An important financial perspective to consider for business continuity plan decisions is that, as a general rule, it is better to decrease the level of bound capital along the supply chain from raw materials to API to bulk to the finished goods level because this may decrease the financial impact of the business continuity plan. Increasing inventory of raw materials, API, etc., at the earlier nodes of the supply chain will typically ensure lower, more efficient levels of finished product inventory. It is usually most cost-effective to have a second source for raw materials, excipients, and APIs and only stockpile the finished goods to the level required to meet the marketed forecast. Idle capacity cost should also be considered in the overall investment calculation during the establishment of a contingency plan.

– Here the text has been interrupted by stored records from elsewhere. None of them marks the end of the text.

// src/physics/mod.rs
pub mod absences;
pub mod dspacing;
pub mod pattern;
pub mod profile;
pub mod projector;

use crate::error::{Result, SimError};
use crate::io;
use crate::model::symmetry;
use crate::model::{classify, LatticeSystem, Reflection, Snapshot, UnitCell};
use crate::utils::linalg;
use std::path::{Path, PathBuf};

/// Upper bound of the analytic (hkl) enumeration, inclusive.
pub const HKL_MAX: i32 = 8;

/// Where the reflection list comes from.
#[derive(Debug, Clone)]
pub enum Source {
    /// Enumerate indices analytically from the cell and space group.
    Analytic,
    /// Parse a structure file and compute structure-factor intensities.
    StructureFile {
        path: PathBuf,
        /// Standardize to the conventional cell before the calculation.
        load_conventional: bool,
    },
}

/// Everything one recompute pass consumes.
#[derive(Debug, Clone)]
pub struct SimInputs {
    pub cell: UnitCell,
    pub space_group: u16,
    pub energy_ev: f64,
    /// Comparison tolerance for the lattice classifier; 0 = exact.
    pub lattice_tolerance: f64,
    pub source: Source,
}

/// One full, blocking recompute pass.
///
/// Validates, rebuilds the reflection list from scratch, and returns it as
/// an immutable snapshot. On error nothing is published, so the caller's
/// previous snapshot stays valid.
pub fn recompute(inputs: &SimInputs) -> Result<Snapshot> {
    let wavelength = projector::wavelength_angstrom(inputs.energy_ev);

    match &inputs.source {
        Source::Analytic => {
            let system = classify(&inputs.cell, inputs.space_group, inputs.lattice_tolerance)?;
            let reflections = enumerate(&inputs.cell, system, inputs.space_group)?;

            Ok(Snapshot {
                system: Some(system),
                message: format!("Calculating rings for {} lattice", system),
                wavelength,
                reflections,
            })
        }
        Source::StructureFile {
            path,
            load_conventional,
        } => structure_snapshot(path, *load_conventional, wavelength),
    }
}

/// Analytic path: walk 0..=HKL_MAX³ in fixed h/k/l ascending order, filter
/// by the space-group rule, and attach d-spacings. The deterministic order
/// is what downstream de-duplication keys on.
fn enumerate(
    unit_cell: &UnitCell,
    system: LatticeSystem,
    space_group: u16,
) -> Result<Vec<Reflection>> {
    let rule = absences::rule_for(space_group)?;
    let mut reflections = Vec::new();

    for h in 0..=HKL_MAX {
        for k in 0..=HKL_MAX {
            for l in 0..=HKL_MAX {
                if h + k + l == 0 {
                    continue;
                }
                if !rule.allows(h, k, l) {
                    continue;
                }
                match dspacing::d_spacing(system, unit_cell, h, k, l) {
                    Ok(d) => reflections.push(Reflection {
                        h,
                        k,
                        l,
                        d_spacing: d,
                        intensity: None,
                    }),
                    Err(SimError::DegenerateCell { reason, .. }) => {
                        log::debug!("Skipping ({} {} {}): {}", h, k, l, reason);
                    }
                    Err(e) => return Err(e),
                }
            }
        }
    }

    Ok(reflections)
}

fn structure_snapshot(path: &Path, load_conventional: bool, wavelength: f64) -> Result<Snapshot> {
    let mut structure = io::load_structure(path)?;
    let mut detected_group = None;

    if load_conventional {
        let (standardized, number) = symmetry::standardize(&structure)?;
        structure = standardized;
        detected_group = Some(number);
    }

    let (a, b, c, alpha, beta, gamma) = structure.cell_parameters();
    log::info!(
        "Structure {}: a={:.4} b={:.4} c={:.4} Å, α={:.2} β={:.2} γ={:.2}°, V={:.2} Å³",
        structure.formula_from_atoms(),
        a, b, c, alpha, beta, gamma,
        linalg::cell_volume(structure.lattice).abs()
    );

    let settings = pattern::PatternSettings {
        wavelength,
        min_2theta: 0.0,
        max_2theta: 90.0,
    };
    let peaks = pattern::calculate_pattern(&structure, &settings)?;

    let message = match detected_group {
        Some(n) => format!(
            "Calculating rings from structure data ({} peaks, space group #{})",
            peaks.len(),
            n
        ),
        None => format!("Calculating rings from structure data ({} peaks)", peaks.len()),
    };

    let reflections = peaks
        .into_iter()
        .map(|p| Reflection {
            h: p.h,
            k: p.k,
            l: p.l,
            d_spacing: p.d_spacing,
            intensity: Some(p.intensity),
        })
        .collect();

    Ok(Snapshot {
        system: None,
        message,
        wavelength,
        reflections,
    })
}

#[cfg(test)]
mod tests {
    use super::*;
    use crate::model::LatticeSystem;

    fn analytic_inputs(space_group: u16) -> SimInputs {
        SimInputs {
            cell: UnitCell::default(),
            space_group,
            energy_ev: 10_000.0,
            lattice_tolerance: 0.0,
            source: Source::Analytic,
        }
    }

    #[test]
    fn primitive_cubic_enumerates_the_full_range() {
        let snapshot = recompute(&analytic_inputs(221)).unwrap();

        assert_eq!(snapshot.system, Some(LatticeSystem::Cubic));
        assert_eq!(snapshot.message, "Calculating rings for cubic lattice");
        // 9³ triples minus the origin, nothing filtered in a P lattice
        assert_eq!(snapshot.reflections.len(), 728);

        // Fixed enumeration order: l fastest, then k, then h
        let first = &snapshot.reflections[0];
        assert_eq!((first.h, first.k, first.l), (0, 0, 1));
        let second = &snapshot.reflections[1];
        assert_eq!((second.h, second.k, second.l), (0, 0, 2));

        let d100 = snapshot
            .reflections
            .iter()
            .find(|r| (r.h, r.k, r.l) == (1, 0, 0))
            .unwrap();
        assert!((d100.d_spacing - 4.15).abs() < 1e-12);
        assert!(d100.intensity.is_none());
    }

    #[test]
    fn body_centred_cubic_filters_odd_sums() {
        let snapshot = recompute(&analytic_inputs(229)).unwrap();

        // Triples 0..=8 with even index sum, minus the origin
        let expected = (0..9)
            .flat_map(|h| (0..9).flat_map(move |k| (0..9).map(move |l| (h, k, l))))
            .filter(|&(h, k, l)| h + k + l > 0 && (h + k + l) % 2 == 0)
            .count();
        assert_eq!(snapshot.reflections.len(), expected);
        assert!(snapshot
            .reflections
            .iter()
            .all(|r| (r.h + r.k + r.l) % 2 == 0));
    }

    #[test]
    fn mismatched_cell_aborts_before_enumeration() {
        let err = recompute(&analytic_inputs(150)).unwrap_err();
        assert!(matches!(err, SimError::LatticeMismatch { .. }));
    }

    #[test]
    fn unknown_space_group_is_fatal_to_the_pass() {
        let err = recompute(&analytic_inputs(231)).unwrap_err();
        assert!(matches!(err, SimError::UnknownSpaceGroup(231)));
    }

    #[test]
    fn each_pass_rebuilds_from_scratch() {
        let a = recompute(&analytic_inputs(221)).unwrap();
        let b = recompute(&analytic_inputs(221)).unwrap();
        assert_eq!(a.reflections, b.reflections);
    }

    #[test]
    fn structure_file_path_produces_scaled_intensities() {
        use std::io::Write;

        let cif = "\
data_Po
_cell_length_a    3.359
_cell_length_b    3.359
_cell_length_c    3.359
_cell_angle_alpha 90.0
_cell_angle_beta  90.0
_cell_angle_gamma 90.0
loop_
 _symmetry_equiv_pos_as_xyz
 'x, y, z'
loop_
 _atom_site_label
 _atom_site_fract_x
 _atom_site_fract_y
 _atom_site_fract_z
 Po1 0.0 0.0 0.0
";
        let path = std::env::temp_dir().join("ringsim_recompute_test.cif");
        let mut file = std::fs::File::create(&path).unwrap();
        file.write_all(cif.as_bytes()).unwrap();

        let inputs = SimInputs {
            cell: UnitCell::default(),
            space_group: 221,
            energy_ev: 10_000.0,
            lattice_tolerance: 0.0,
            source: Source::StructureFile {
                path,
                load_conventional: false,
            },
        };
        let snapshot = recompute(&inputs).unwrap();

        assert!(snapshot.system.is_none());
        assert!(!snapshot.reflections.is_empty());
        // Intensities present, strongest scaled to 100, peaks in 2θ order
        let max_i = snapshot
            .reflections
            .iter()
            .map(|r| r.intensity.unwrap())
            .fold(0.0, f64::max);
        assert!((max_i - 100.0).abs() < 1e-9);
        for pair in snapshot.reflections.windows(2) {
            assert!(pair[0].d_spacing >= pair[1].d_spacing);
        }
    }
}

Once redundancy and stockpiling decisions are made, operational agility will need to be developed to offset remaining risk for holistic business continuity planning. Agility requires a company to establish practices and processes to ensure they can address issues when they have occurred. Excelling in agility will allow a manufacturer to quickly pivot operations to maintain supply, such as increasing production or using alternative operations or materials to maintain product supply. Six Sigma23 methodology may be helpful in evaluating and establishing appropriate agility approaches.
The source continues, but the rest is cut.